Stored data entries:
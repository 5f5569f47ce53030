//! Rental listing bargain finder: scrape listings, turn their free-text
//! fields into features, fit a rent model and rank listings by how far
//! their rent sits from the model's estimate.

pub mod config;
pub mod error;
pub mod fetcher;
pub mod model;
pub mod models;
pub mod pipeline;
pub mod processor;
pub mod scoring;
pub mod storage;

pub use error::{PipelineError, Result};
use anyhow::{Context, Result};
use rent_pipeline::config::PipelineConfig;
use rent_pipeline::pipeline::BargainPipeline;
use rent_pipeline::processor::FeatureBuilder;
use std::env;
use tracing::info;

fn main() -> Result<()> {
    tracing_subscriber::fmt::init();
    dotenv::dotenv().ok();

    let config_path = env::args()
        .nth(1)
        .unwrap_or_else(|| "config/pipeline.toml".to_string());
    let config = PipelineConfig::load(&config_path)
        .with_context(|| format!("Failed to load pipeline configuration from {config_path}"))?;

    let builder = FeatureBuilder::new(&config.features)?;
    let built = BargainPipeline::from_csv(&config.paths.raw_listings)
        .context("Failed to load raw listings")?
        .build_features_and_save(&builder, config.paths.vocabulary.as_deref())
        .context("Failed to build features")?;

    built
        .write_features(&config.paths.cleaned_features)
        .context("Failed to write cleaned features")?;

    let table = built.table();
    info!(
        "✅ Preprocessed {} listings into {} features ({} cities, {} lines) -> {}",
        table.n_rows(),
        table.columns().len(),
        built.vocabulary().cities.len(),
        built.vocabulary().lines.len(),
        config.paths.cleaned_features
    );

    Ok(())
}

Assignment — Write out exactly the lines above between the line with "use rent_pipeline::pipeline::BargainPipeline;" and the line with "let builder = FeatureBuilder::new(&config.features)?;", inclusive, and nothing beyond them.

Completed task —
use rent_pipeline::pipeline::BargainPipeline;
use rent_pipeline::processor::FeatureBuilder;
use std::env;
use tracing::info;

fn main() -> Result<()> {
    tracing_subscriber::fmt::init();
    dotenv::dotenv().ok();

    let config_path = env::args()
        .nth(1)
        .unwrap_or_else(|| "config/pipeline.toml".to_string());
    let config = PipelineConfig::load(&config_path)
        .with_context(|| format!("Failed to load pipeline configuration from {config_path}"))?;

    let builder = FeatureBuilder::new(&config.features)?;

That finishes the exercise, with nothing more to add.